Robert Gendelman - Analyst
So, again --
Phil Ackerman - Chairman, CEO
They have the choice of where to drill, which we viewed as being advantageous because we want to utilize their expertise in selecting locations.
Robert Gendelman - Analyst
Right. So can we expect to see some filing that details all these issues?
Phil Ackerman - Chairman, CEO
I'm not sure what we gain by making the filing. We've made the --
Ron Tanski - Treasurer, Principal Financial Officer
I'm still not sure what detail you are missing.
Dave Smith - President, COO
Bob, you have different information than we have. Certainly, we've had an indication that with regard to any specific geographic information, EOG is very concerned about the release of that kind of detailed information.

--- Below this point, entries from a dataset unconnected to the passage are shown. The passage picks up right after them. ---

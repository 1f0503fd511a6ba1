use serde::{Deserialize, Serialize};

/// Generation-stage output for one job.
#[derive(Debug, Clone, PartialEq, Serialize, Deserialize)]
#[serde(rename_all = "camelCase")]
pub struct ApplicationKit {
    pub resume: GeneratedResume,
    pub cover_letter: GeneratedCoverLetter,
    /// Present only when the request carried application questions.
    #[serde(default, skip_serializing_if = "Option::is_none")]
    pub question_answers: Option<Vec<QuestionAnswer>>,
    /// Present only for recruiter replies.
    #[serde(default, skip_serializing_if = "Option::is_none")]
    pub recruiter_email: Option<RecruiterEmail>,
}

#[derive(Debug, Clone, PartialEq, Serialize, Deserialize)]
#[serde(rename_all = "camelCase")]
pub struct GeneratedResume {
    pub markdown: String,
    pub highlighted_skills: Vec<String>,
    /// Share of the posting's keywords present in the resume, 0–100.
    pub ats_score: u32,
}

#[derive(Debug, Clone, PartialEq, Serialize, Deserialize)]
#[serde(rename_all = "camelCase")]
pub struct GeneratedCoverLetter {
    pub markdown: String,
    pub hook_type: HookType,
    pub key_points: Vec<String>,
}

/// Opening strategy for a cover letter.
#[derive(Debug, Clone, Copy, PartialEq, Eq, Serialize, Deserialize)]
#[serde(rename_all = "snake_case")]
pub enum HookType {
    CompanyNews,
    Achievement,
    SharedMission,
    ProblemSolution,
}

#[derive(Debug, Clone, PartialEq, Serialize, Deserialize)]
#[serde(rename_all = "camelCase")]
pub struct QuestionAnswer {
    pub question: String,
    pub answer: String,
}

#[derive(Debug, Clone, PartialEq, Serialize, Deserialize)]
#[serde(rename_all = "camelCase")]
pub struct RecruiterEmail {
    pub subject: String,
    pub body: String,
    pub stance: EmailStance,
}

#[derive(Debug, Clone, Copy, PartialEq, Eq, Serialize, Deserialize)]
#[serde(rename_all = "snake_case")]
pub enum EmailStance {
    Interested,
    Decline,
}
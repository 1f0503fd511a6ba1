//! Shared test fixtures.

use chrono::NaiveDate;

use crate::analysis::company::{CompanyInsights, CompanyScores};
use crate::analysis::fit_scoring::{FitRecommendation, FitScore};
use crate::analysis::matching::{MatchAnalysis, SkillMatch};
use crate::analysis::report::MatchReport;
use crate::analysis::requirements::ParsedRequirements;
use crate::models::job::{ExperienceLevel, JobPosting};
use crate::models::profile::{
    JobPreferences, RemotePreference, UserProfile, VoiceStyle, WorkExperience,
};

pub fn date(y: i32, m: u32, d: u32) -> NaiveDate {
    NaiveDate::from_ymd_opt(y, m, d).unwrap()
}

pub fn sample_profile() -> UserProfile {
    UserProfile {
        id: "user-1".to_string(),
        name: "Jordan Rivera".to_string(),
        email: Some("jordan@example.com".to_string()),
        summary: "Backend engineer focused on data-intensive services.".to_string(),
        work_history: vec![
            WorkExperience {
                title: "Senior Backend Engineer".to_string(),
                company: "Streamline".to_string(),
                start_date: date(2018, 1, 1),
                end_date: None,
                highlights: vec![
                    "Rebuilt the event pipeline in Rust, cutting p99 latency by 40%".to_string(),
                    "Led migration of billing data to PostgreSQL".to_string(),
                ],
                skills: vec!["Tokio".to_string()],
            },
            WorkExperience {
                title: "Software Engineer".to_string(),
                company: "Parcelly".to_string(),
                start_date: date(2015, 6, 1),
                end_date: Some(date(2017, 12, 31)),
                highlights: vec!["Built shipment tracking APIs in Python".to_string()],
                skills: vec![],
            },
        ],
        skills: vec![
            "Rust".to_string(),
            "PostgreSQL".to_string(),
            "Python".to_string(),
            "AWS".to_string(),
        ],
        preferences: JobPreferences {
            desired_roles: vec!["Backend Engineer".to_string()],
            desired_locations: vec!["Remote".to_string()],
            remote_preference: RemotePreference::Flexible,
            salary_min: Some(150_000),
            salary_max: None,
        },
        voice_style: VoiceStyle::Professional,
    }
}

pub fn sample_job() -> JobPosting {
    job("job-1")
}

pub fn job(id: &str) -> JobPosting {
    JobPosting {
        id: id.to_string(),
        title: "Senior Backend Engineer".to_string(),
        company: "Acme Data".to_string(),
        description: "Design and operate our event ingestion platform.".to_string(),
        requirements: vec!["5+ years of Rust".to_string(), "PostgreSQL".to_string()],
        source: "hackernews".to_string(),
        url: Some(format!("https://jobs.example.com/{id}")),
        location: Some("Remote - US".to_string()),
        remote: Some(true),
        salary: None,
    }
}

/// A well-formed report for `job_id` with the given composite.
pub fn sample_report(job_id: &str, composite: u32) -> MatchReport {
    let requirements = ParsedRequirements {
        must_have: vec!["Rust".to_string(), "Kubernetes".to_string()],
        nice_to_have: vec![],
        tech_stack: vec!["Rust".to_string(), "Tokio".to_string()],
        experience_level: ExperienceLevel::Senior,
        responsibilities: vec!["Own the ingestion pipeline".to_string()],
        red_flags: vec![],
    };
    let company = CompanyInsights::from_scores(
        CompanyScores {
            culture: 15,
            growth: 15,
            compensation: 15,
            stability: 10,
            work_life_balance: 10,
            reputation: 5,
        },
        vec!["Transparent salary bands".to_string()],
        vec![],
        vec![],
        "Acme Data builds streaming analytics.".to_string(),
    );
    let analysis = MatchAnalysis {
        overall_match: composite,
        strong_matches: vec![SkillMatch {
            requirement: "Rust".to_string(),
            evidence: "skill: Rust".to_string(),
            strength: 1.0,
        }],
        partial_matches: vec![],
        gaps: vec!["Kubernetes".to_string()],
        transferable_skills: vec![],
    };
    let fit = FitScore {
        composite,
        confidence: 1.0,
        recommendation: FitRecommendation::from_composite(composite),
        reasoning: format!("Composite {composite}/100."),
    };

    MatchReport::assemble(&job(job_id), requirements, company, analysis, fit)
}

So I think generally, to outline the general parameters of the deal is appropriate. To get into the details of where they're going to earn acreage and where they are drilling, certainly we do not foresee a filing of that nature.
Robert Gendelman - Analyst
Okay. Are you willing to say who the consultant was that was hired to explore the East Coast opportunity?

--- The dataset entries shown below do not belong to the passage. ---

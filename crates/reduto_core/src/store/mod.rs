//! Persistence layer: key-value capability plus the record collection store.
//!
//! # Responsibility
//! - Define the injected key-value storage capability.
//! - Persist the full record collection as one serialized value.
//!
//! # Invariants
//! - The collection lives under a single well-known key.
//! - Reads fail soft; writes report real errors to the caller.

use crate::db::DbError;
use std::error::Error;
use std::fmt::{Display, Formatter};

pub mod kv;
pub mod records;

pub use kv::{KeyValueStore, MemoryKeyValueStore, SqliteKeyValueStore};
pub use records::{RecordStore, STORAGE_KEY};

pub type StoreResult<T> = Result<T, StoreError>;

/// Persistence-layer error for key-value access and serialization.
#[derive(Debug)]
pub enum StoreError {
    Db(DbError),
    Serialize(serde_json::Error),
}

impl Display for StoreError {
    fn fmt(&self, f: &mut Formatter<'_>) -> std::fmt::Result {
        match self {
            Self::Db(err) => write!(f, "{err}"),
            Self::Serialize(err) => write!(f, "failed to serialize collection: {err}"),
        }
    }
}

impl Error for StoreError {
    fn source(&self) -> Option<&(dyn Error + 'static)> {
        match self {
            Self::Db(err) => Some(err),
            Self::Serialize(err) => Some(err),
        }
    }
}

impl From<DbError> for StoreError {
    fn from(value: DbError) -> Self {
        Self::Db(value)
    }
}

impl From<rusqlite::Error> for StoreError {
    fn from(value: rusqlite::Error) -> Self {
        Self::Db(DbError::Sqlite(value))
    }
}

impl From<serde_json::Error> for StoreError {
    fn from(value: serde_json::Error) -> Self {
        Self::Serialize(value)
    }
}
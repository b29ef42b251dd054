//! Collection export to a dated JSON file.
//!
//! # Responsibility
//! - Serialize the full collection as formatted JSON.
//! - Name the output file with the current calendar date.
//!
//! # Invariants
//! - An empty collection produces no file.
//! - The export never mutates the collection.

use crate::model::Record;
use chrono::{Local, NaiveDate};
use std::error::Error;
use std::fmt::{Display, Formatter};
use std::fs;
use std::path::{Path, PathBuf};

/// Export-layer error for serialization and file writing.
#[derive(Debug)]
pub enum ExportError {
    Io(std::io::Error),
    Serialize(serde_json::Error),
}

impl Display for ExportError {
    fn fmt(&self, f: &mut Formatter<'_>) -> std::fmt::Result {
        match self {
            Self::Io(err) => write!(f, "failed to write export file: {err}"),
            Self::Serialize(err) => write!(f, "failed to serialize collection: {err}"),
        }
    }
}

impl Error for ExportError {
    fn source(&self) -> Option<&(dyn Error + 'static)> {
        match self {
            Self::Io(err) => Some(err),
            Self::Serialize(err) => Some(err),
        }
    }
}

impl From<std::io::Error> for ExportError {
    fn from(value: std::io::Error) -> Self {
        Self::Io(value)
    }
}

impl From<serde_json::Error> for ExportError {
    fn from(value: serde_json::Error) -> Self {
        Self::Serialize(value)
    }
}

/// File name for an export performed on `date`.
pub fn export_file_name(date: NaiveDate) -> String {
    format!("reduto_cadastros_{}.json", date.format("%Y-%m-%d"))
}

/// Writes the collection as pretty-printed JSON into `dir`.
///
/// Returns `Ok(None)` without touching the filesystem when the collection
/// is empty; the caller decides how to notify the user.
pub fn export_all(records: &[Record], dir: &Path) -> Result<Option<PathBuf>, ExportError> {
    if records.is_empty() {
        return Ok(None);
    }

    let payload = serde_json::to_string_pretty(records)?;
    let path = dir.join(export_file_name(Local::now().date_naive()));
    fs::write(&path, payload)?;
    Ok(Some(path))
}
//! Registration form controller.
//!
//! # Responsibility
//! - Validate drafts in field order and persist accepted records.
//! - Drive postal-code autofill with latest-request-wins semantics.
//! - Emit user feedback through the injected notifier.
//!
//! # Invariants
//! - A rejected submission mutates neither the draft nor storage.
//! - New records are prepended: the collection stays newest-first.
//! - A superseded lookup result is discarded without touching the draft.
//! - Browsing always re-reads storage, never a cached copy.

use crate::export::{export_all, ExportError};
use crate::format::{mask_value, MaskField, MaskSet};
use crate::lookup::{normalize_postal_code, Address, AddressLookup};
use crate::model::{Record, RecordDraft, RecordId};
use crate::notify::{Notice, Notifier, Severity};
use crate::store::{KeyValueStore, RecordStore, StoreResult};
use crate::validate::{is_valid_email, is_valid_name, is_valid_tax_id};
use crate::view::{build_view, BrowserView};
use log::{info, warn};
use std::path::{Path, PathBuf};

const MSG_INVALID_NAME: &str = "Nome inválido. Informe pelo menos 2 caracteres.";
const MSG_INVALID_EMAIL: &str = "E-mail inválido.";
const MSG_INVALID_TAX_ID: &str = "CPF inválido.";
const MSG_SAVED: &str = "Cadastro salvo localmente com sucesso!";
const MSG_DELETED: &str = "Cadastro excluído.";
const MSG_CLEARED: &str = "Cadastros apagados com sucesso";
const MSG_ADDRESS_FILLED: &str = "Endereço preenchido automaticamente pelo CEP.";
const MSG_ADDRESS_NOT_FOUND: &str = "CEP não encontrado ou inválido.";
const MSG_NOTHING_TO_EXPORT: &str = "Nenhum cadastro para exportar.";
const MSG_EXPORT_STARTED: &str = "Exportação iniciada.";

/// First validation failure found, in field order.
#[derive(Debug, Clone, Copy, PartialEq, Eq)]
pub enum ValidationFailure {
    Name,
    Email,
    TaxId,
}

impl ValidationFailure {
    /// User-facing message for this failure.
    pub fn message(self) -> &'static str {
        match self {
            Self::Name => MSG_INVALID_NAME,
            Self::Email => MSG_INVALID_EMAIL,
            Self::TaxId => MSG_INVALID_TAX_ID,
        }
    }
}

/// Result of a submission attempt.
#[derive(Debug, Clone, PartialEq, Eq)]
pub enum SubmitOutcome {
    /// Record persisted; the draft was reset and focus returns to the
    /// name field. `total` is the new collection size.
    Saved { id: RecordId, total: usize },
    /// Validation failed; nothing was persisted or reset.
    Rejected(ValidationFailure),
}

/// Result of completing a postal-code lookup against a draft.
#[derive(Debug, Clone, PartialEq, Eq)]
pub enum AutofillOutcome {
    /// Dependent fields that were empty are now filled.
    Filled(Address),
    /// Unknown code, malformed code, or a failed lookup.
    NoData,
    /// A newer lookup was started meanwhile; this result was discarded.
    Superseded,
}

/// Handle identifying one started lookup. Only the most recently issued
/// ticket may apply its result.
#[derive(Debug, Clone, Copy, PartialEq, Eq)]
pub struct LookupTicket(u64);

/// Form controller over injected storage, lookup and notification seams.
pub struct RegistrationService<S: KeyValueStore, L: AddressLookup, N: Notifier> {
    store: RecordStore<S>,
    lookup: L,
    notifier: N,
    masks: MaskSet,
    lookup_seq: u64,
}

impl<S: KeyValueStore, L: AddressLookup, N: Notifier> RegistrationService<S, L, N> {
    pub fn new(kv: S, lookup: L, notifier: N) -> Self {
        Self {
            store: RecordStore::new(kv),
            lookup,
            notifier,
            masks: MaskSet::default(),
            lookup_seq: 0,
        }
    }

    /// Installs input masks unless an external formatter is present.
    ///
    /// Idempotent; meant to be called at startup and once more after the
    /// deferred external-formatter re-check.
    pub fn ensure_masks(&mut self, external_formatter_present: bool) {
        if external_formatter_present {
            return;
        }
        self.masks.install_all();
    }

    /// Reformats one field through its installed mask.
    ///
    /// Input passes through unchanged when the mask is not installed
    /// (an external formatter owns the field).
    pub fn format_field(&self, field: MaskField, raw: &str) -> String {
        if self.masks.is_installed(field) {
            mask_value(field, raw)
        } else {
            raw.to_string()
        }
    }

    /// Begins a postal-code lookup, superseding any ticket issued earlier.
    pub fn start_postal_lookup(&mut self) -> LookupTicket {
        self.lookup_seq += 1;
        LookupTicket(self.lookup_seq)
    }

    /// Applies a finished lookup to the draft if its ticket is still the
    /// latest. Only empty dependent fields are filled.
    pub fn finish_postal_lookup(
        &mut self,
        ticket: LookupTicket,
        draft: &mut RecordDraft,
        address: Option<Address>,
    ) -> AutofillOutcome {
        if ticket.0 != self.lookup_seq {
            info!(
                "event=postal_autofill module=service status=ok outcome=superseded ticket={}",
                ticket.0
            );
            return AutofillOutcome::Superseded;
        }

        let Some(address) = address else {
            self.notifier
                .notify(Notice::new(MSG_ADDRESS_NOT_FOUND, Severity::Info));
            return AutofillOutcome::NoData;
        };

        fill_if_empty(&mut draft.street, &address.street);
        fill_if_empty(&mut draft.city, &address.city);
        fill_if_empty(&mut draft.state, &address.state);

        self.notifier
            .notify(Notice::new(MSG_ADDRESS_FILLED, Severity::Info));
        AutofillOutcome::Filled(address)
    }

    /// Full blur-handler path: resolve the draft's postal code and autofill.
    ///
    /// Malformed codes resolve to no-data without reaching the lookup
    /// capability; transport failures are logged and degrade to no-data.
    pub fn autofill_address(&mut self, draft: &mut RecordDraft) -> AutofillOutcome {
        let ticket = self.start_postal_lookup();

        if normalize_postal_code(&draft.postal_code).is_none() {
            return self.finish_postal_lookup(ticket, draft, None);
        }

        let address = match self.lookup.by_postal_code(&draft.postal_code) {
            Ok(found) => found,
            Err(err) => {
                warn!(
                    "event=postal_lookup module=service status=error error_code=lookup_failed error={err}"
                );
                None
            }
        };
        self.finish_postal_lookup(ticket, draft, address)
    }

    /// Validates and persists the draft as a new record.
    ///
    /// Validation runs in field order: name, email, then tax ID (only when
    /// present). The first failure aborts with an error notice and leaves
    /// the draft and storage untouched. On success the record is prepended,
    /// the collection saved, and the draft reset for the next entry.
    pub fn submit(&mut self, draft: &mut RecordDraft) -> StoreResult<SubmitOutcome> {
        if let Some(failure) = first_validation_failure(draft) {
            self.notifier
                .notify(Notice::new(failure.message(), Severity::Error));
            info!(
                "event=submit module=service status=ok outcome=rejected field={failure:?}"
            );
            return Ok(SubmitOutcome::Rejected(failure));
        }

        let record = Record::from_draft(draft.clone());
        let id = record.id;

        let mut records = self.store.load_all();
        records.insert(0, record);
        self.store.save_all(&records)?;

        self.notifier.notify(Notice::new(MSG_SAVED, Severity::Success));
        *draft = RecordDraft::default();

        info!(
            "event=submit module=service status=ok outcome=saved id={id} total={}",
            records.len()
        );
        Ok(SubmitOutcome::Saved {
            id,
            total: records.len(),
        })
    }

    /// Builds the browser view, re-reading storage on every call.
    pub fn browse(&self, filter: &str) -> BrowserView {
        build_view(&self.store.load_all(), filter)
    }

    /// Current collection, newest first.
    pub fn records(&self) -> Vec<Record> {
        self.store.load_all()
    }

    /// Deletes one record by stable id. Returns whether it existed.
    ///
    /// Confirmation is the caller's responsibility; a declined
    /// confirmation simply never reaches this method.
    pub fn delete_record(&mut self, id: RecordId) -> StoreResult<bool> {
        let mut records = self.store.load_all();
        let before = records.len();
        records.retain(|record| record.id != id);

        if records.len() == before {
            return Ok(false);
        }

        self.store.save_all(&records)?;
        self.notifier.notify(Notice::new(MSG_DELETED, Severity::Info));
        info!("event=delete module=service status=ok id={id}");
        Ok(true)
    }

    /// Replaces the stored collection with an empty one.
    pub fn clear_all(&mut self) -> StoreResult<()> {
        self.store.save_all(&[])?;
        self.notifier.notify(Notice::new(MSG_CLEARED, Severity::Info));
        info!("event=clear module=service status=ok");
        Ok(())
    }

    /// Exports the collection into `dir` as a dated JSON file.
    ///
    /// An empty collection produces one informational notice and no file.
    pub fn export_to(&mut self, dir: &Path) -> Result<Option<PathBuf>, ExportError> {
        let records = self.store.load_all();
        if records.is_empty() {
            self.notifier
                .notify(Notice::new(MSG_NOTHING_TO_EXPORT, Severity::Info));
            return Ok(None);
        }

        let path = export_all(&records, dir)?;
        self.notifier
            .notify(Notice::new(MSG_EXPORT_STARTED, Severity::Info));
        info!(
            "event=export module=service status=ok total={} dir={}",
            records.len(),
            dir.display()
        );
        Ok(path)
    }

    /// Access to the notifier, mainly for callers that render notices.
    pub fn notifier(&self) -> &N {
        &self.notifier
    }

    /// Mutable access to the notifier.
    pub fn notifier_mut(&mut self) -> &mut N {
        &mut self.notifier
    }
}

fn first_validation_failure(draft: &RecordDraft) -> Option<ValidationFailure> {
    if !is_valid_name(&draft.name) {
        return Some(ValidationFailure::Name);
    }
    if !is_valid_email(draft.email.trim()) {
        return Some(ValidationFailure::Email);
    }
    let tax_id = draft.tax_id.trim();
    if !tax_id.is_empty() && !is_valid_tax_id(tax_id) {
        return Some(ValidationFailure::TaxId);
    }
    None
}

fn fill_if_empty(slot: &mut String, value: &str) {
    if slot.trim().is_empty() && !value.is_empty() {
        *slot = value.to_string();
    }
}
//! Record collection persistence over the key-value capability.
//!
//! # Responsibility
//! - Serialize the ordered collection into the well-known storage key.
//! - Recover from missing or corrupt stored data without failing the caller.
//!
//! # Invariants
//! - `load_all` never returns an error: corruption degrades to empty.
//! - `save_all` overwrites the whole collection in one write.
//! - Order is preserved exactly as given (newest first by convention).

use super::{KeyValueStore, StoreResult};
use crate::model::Record;
use log::warn;

/// Well-known key holding the serialized collection.
pub const STORAGE_KEY: &str = "reduto_cadastros_v1";

/// Collection store over an injected key-value capability.
pub struct RecordStore<S: KeyValueStore> {
    kv: S,
}

impl<S: KeyValueStore> RecordStore<S> {
    pub fn new(kv: S) -> Self {
        Self { kv }
    }

    /// Loads the full collection.
    ///
    /// Missing data yields an empty collection. Unreadable or corrupt data
    /// is logged and also yields an empty collection; it is never surfaced
    /// to the caller as an error.
    pub fn load_all(&self) -> Vec<Record> {
        let raw = match self.kv.get(STORAGE_KEY) {
            Ok(Some(raw)) => raw,
            Ok(None) => return Vec::new(),
            Err(err) => {
                warn!(
                    "event=collection_load module=store status=error error_code=kv_read_failed error={err}"
                );
                return Vec::new();
            }
        };

        match serde_json::from_str(&raw) {
            Ok(records) => records,
            Err(err) => {
                warn!(
                    "event=collection_load module=store status=error error_code=corrupt_payload error={err}"
                );
                Vec::new()
            }
        }
    }

    /// Serializes and overwrites the stored collection in one write.
    pub fn save_all(&self, records: &[Record]) -> StoreResult<()> {
        let payload = serde_json::to_string(records)?;
        self.kv.set(STORAGE_KEY, &payload)
    }

    /// Access to the underlying key-value capability.
    pub fn kv(&self) -> &S {
        &self.kv
    }
}

#[cfg(test)]
mod tests {
    use super::{RecordStore, STORAGE_KEY};
    use crate::model::{Record, RecordDraft};
    use crate::store::MemoryKeyValueStore;

    fn record(name: &str) -> Record {
        Record::from_draft(RecordDraft {
            name: name.to_string(),
            email: format!("{name}@example.com"),
            ..RecordDraft::default()
        })
    }

    #[test]
    fn missing_slot_loads_as_empty() {
        let store = RecordStore::new(MemoryKeyValueStore::new());
        assert!(store.load_all().is_empty());
    }

    #[test]
    fn corrupt_payload_degrades_to_empty() {
        let kv = MemoryKeyValueStore::new();
        kv.seed(STORAGE_KEY, "{not json");
        let store = RecordStore::new(kv);
        assert!(store.load_all().is_empty());
    }

    #[test]
    fn save_then_load_preserves_order() {
        let store = RecordStore::new(MemoryKeyValueStore::new());
        let newest = record("bia");
        let older = record("ana");
        store.save_all(&[newest.clone(), older.clone()]).unwrap();

        let loaded = store.load_all();
        assert_eq!(loaded, vec![newest, older]);
    }

    #[test]
    fn saving_a_loaded_collection_leaves_storage_unchanged() {
        let store = RecordStore::new(MemoryKeyValueStore::new());
        store.save_all(&[record("ana")]).unwrap();
        let before = store.kv().raw(STORAGE_KEY).unwrap();

        let loaded = store.load_all();
        store.save_all(&loaded).unwrap();

        assert_eq!(store.kv().raw(STORAGE_KEY).unwrap(), before);
    }
}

Matt Cabell - President-Seneca Resources Corporation
We've -- as I said in my comments, we've accepted proposals from several firms and we have not engaged a specific firm yet.

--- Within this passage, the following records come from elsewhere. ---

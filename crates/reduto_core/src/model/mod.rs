//! Domain model types for registration records.

pub mod record;

pub use record::{Record, RecordDraft, RecordId};
//! Live input masks for digit-based fields.
//!
//! # Responsibility
//! - Reformat raw input into canonical display patterns.
//! - Track per-field mask installation state explicitly.
//!
//! # Invariants
//! - `mask_value` is idempotent: reapplying yields the same string.
//! - Input is truncated to the field's maximum digit count first.
//! - A field with an externally-installed formatter is never masked twice.

/// Digit-masked input fields.
#[derive(Debug, Clone, Copy, PartialEq, Eq)]
pub enum MaskField {
    /// `DDD.DDD.DDD-DD`, 11 digits.
    TaxId,
    /// `(DD) DDDDD-DDDD`, 11 digits.
    Phone,
    /// `DDDDD-DDD`, 8 digits.
    PostalCode,
}

impl MaskField {
    /// Maximum number of digits retained for this field.
    pub fn max_digits(self) -> usize {
        match self {
            Self::TaxId | Self::Phone => 11,
            Self::PostalCode => 8,
        }
    }
}

/// Strips non-digit characters.
pub fn digits_only(raw: &str) -> String {
    raw.chars().filter(char::is_ascii_digit).collect()
}

/// Applies the canonical display mask for `field` to arbitrary input.
///
/// Partial input keeps whatever separators are already justified by the
/// digits present, matching type-as-you-go reformatting.
pub fn mask_value(field: MaskField, raw: &str) -> String {
    let mut digits = digits_only(raw);
    digits.truncate(field.max_digits());

    match field {
        MaskField::TaxId => mask_tax_id(&digits),
        MaskField::Phone => mask_phone(&digits),
        MaskField::PostalCode => mask_postal_code(&digits),
    }
}

fn mask_tax_id(digits: &str) -> String {
    let mut out = String::with_capacity(14);
    for (index, ch) in digits.chars().enumerate() {
        match index {
            3 | 6 => out.push('.'),
            9 => out.push('-'),
            _ => {}
        }
        out.push(ch);
    }
    out
}

fn mask_phone(digits: &str) -> String {
    if digits.len() <= 2 {
        return digits.to_string();
    }
    let (area, rest) = digits.split_at(2);
    if rest.len() <= 5 {
        return format!("({area}) {rest}");
    }
    let (prefix, suffix) = rest.split_at(5);
    format!("({area}) {prefix}-{suffix}")
}

fn mask_postal_code(digits: &str) -> String {
    if digits.len() <= 5 {
        return digits.to_string();
    }
    let (prefix, suffix) = digits.split_at(5);
    format!("{prefix}-{suffix}")
}

/// Explicit per-field mask installation state.
///
/// Replaces the ambient process-wide "mask applied" flags of the original
/// page script: the controller owns this state, so installation stays
/// idempotent and testable.
#[derive(Debug, Clone, Copy, Default, PartialEq, Eq)]
pub struct MaskSet {
    tax_id: bool,
    phone: bool,
    postal_code: bool,
}

impl MaskSet {
    /// Installs the mask for one field. Returns `false` if already installed.
    pub fn install(&mut self, field: MaskField) -> bool {
        let slot = self.slot_mut(field);
        let newly = !*slot;
        *slot = true;
        newly
    }

    /// Installs masks for every field.
    pub fn install_all(&mut self) {
        self.tax_id = true;
        self.phone = true;
        self.postal_code = true;
    }

    pub fn is_installed(&self, field: MaskField) -> bool {
        match field {
            MaskField::TaxId => self.tax_id,
            MaskField::Phone => self.phone,
            MaskField::PostalCode => self.postal_code,
        }
    }

    fn slot_mut(&mut self, field: MaskField) -> &mut bool {
        match field {
            MaskField::TaxId => &mut self.tax_id,
            MaskField::Phone => &mut self.phone,
            MaskField::PostalCode => &mut self.postal_code,
        }
    }
}

#[cfg(test)]
mod tests {
    use super::{digits_only, mask_value, MaskField, MaskSet};

    #[test]
    fn tax_id_mask_produces_canonical_form() {
        assert_eq!(mask_value(MaskField::TaxId, "11144477735"), "111.444.777-35");
    }

    #[test]
    fn phone_mask_produces_canonical_form() {
        assert_eq!(mask_value(MaskField::Phone, "11987654321"), "(11) 98765-4321");
    }

    #[test]
    fn postal_code_mask_produces_canonical_form() {
        assert_eq!(mask_value(MaskField::PostalCode, "01310930"), "01310-930");
    }

    #[test]
    fn masks_are_idempotent() {
        for (field, raw) in [
            (MaskField::TaxId, "111.444.777-35"),
            (MaskField::Phone, "(11) 98765-4321"),
            (MaskField::PostalCode, "01310-930"),
        ] {
            let once = mask_value(field, raw);
            assert_eq!(mask_value(field, &once), once);
            assert_eq!(once, raw);
        }
    }

    #[test]
    fn overlong_input_is_truncated_to_field_limit() {
        assert_eq!(
            mask_value(MaskField::TaxId, "111444777359999"),
            "111.444.777-35"
        );
        assert_eq!(mask_value(MaskField::PostalCode, "013109301"), "01310-930");
    }

    #[test]
    fn partial_input_keeps_only_justified_separators() {
        assert_eq!(mask_value(MaskField::TaxId, "1114"), "111.4");
        assert_eq!(mask_value(MaskField::TaxId, "111444777"), "111.444.777");
        assert_eq!(mask_value(MaskField::Phone, "11"), "11");
        assert_eq!(mask_value(MaskField::Phone, "1198765"), "(11) 98765");
        assert_eq!(mask_value(MaskField::PostalCode, "01310"), "01310");
    }

    #[test]
    fn digits_only_strips_everything_else() {
        assert_eq!(digits_only("(11) 98765-4321"), "11987654321");
        assert_eq!(digits_only("abc"), "");
    }

    #[test]
    fn mask_set_install_is_idempotent() {
        let mut masks = MaskSet::default();
        assert!(masks.install(MaskField::TaxId));
        assert!(!masks.install(MaskField::TaxId));
        assert!(masks.is_installed(MaskField::TaxId));
        assert!(!masks.is_installed(MaskField::Phone));

        masks.install_all();
        assert!(masks.is_installed(MaskField::Phone));
        assert!(masks.is_installed(MaskField::PostalCode));
    }
}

Robert Gendelman - Analyst
And then once engaged, you will tell us who that is?
Matt Cabell - President-Seneca Resources Corporation
Yes.
Robert Gendelman - Analyst
Great. Thanks a lot, guys.
Operator
Rebecca Followill with Howard Weil.
Rebecca Followill - Analyst
Good morning. A bunch of questions for you. On this review of the Appalachian area, why now, given that you've had the acreage for a long time -- can you tell us more about what you hope to get out of it? What is the timing to develop a plan? What kind of capital you would put into it? And I can just spout all these off and we can go through and back review them.
Are you willing to -- the percentage of E&P of the Company has been gradually increasing. Are you willing to take that significantly higher? And if you do so, what happens to your debt levels, what happens to payout ratios, what happens to your dividend policy, etc.? That is just a start.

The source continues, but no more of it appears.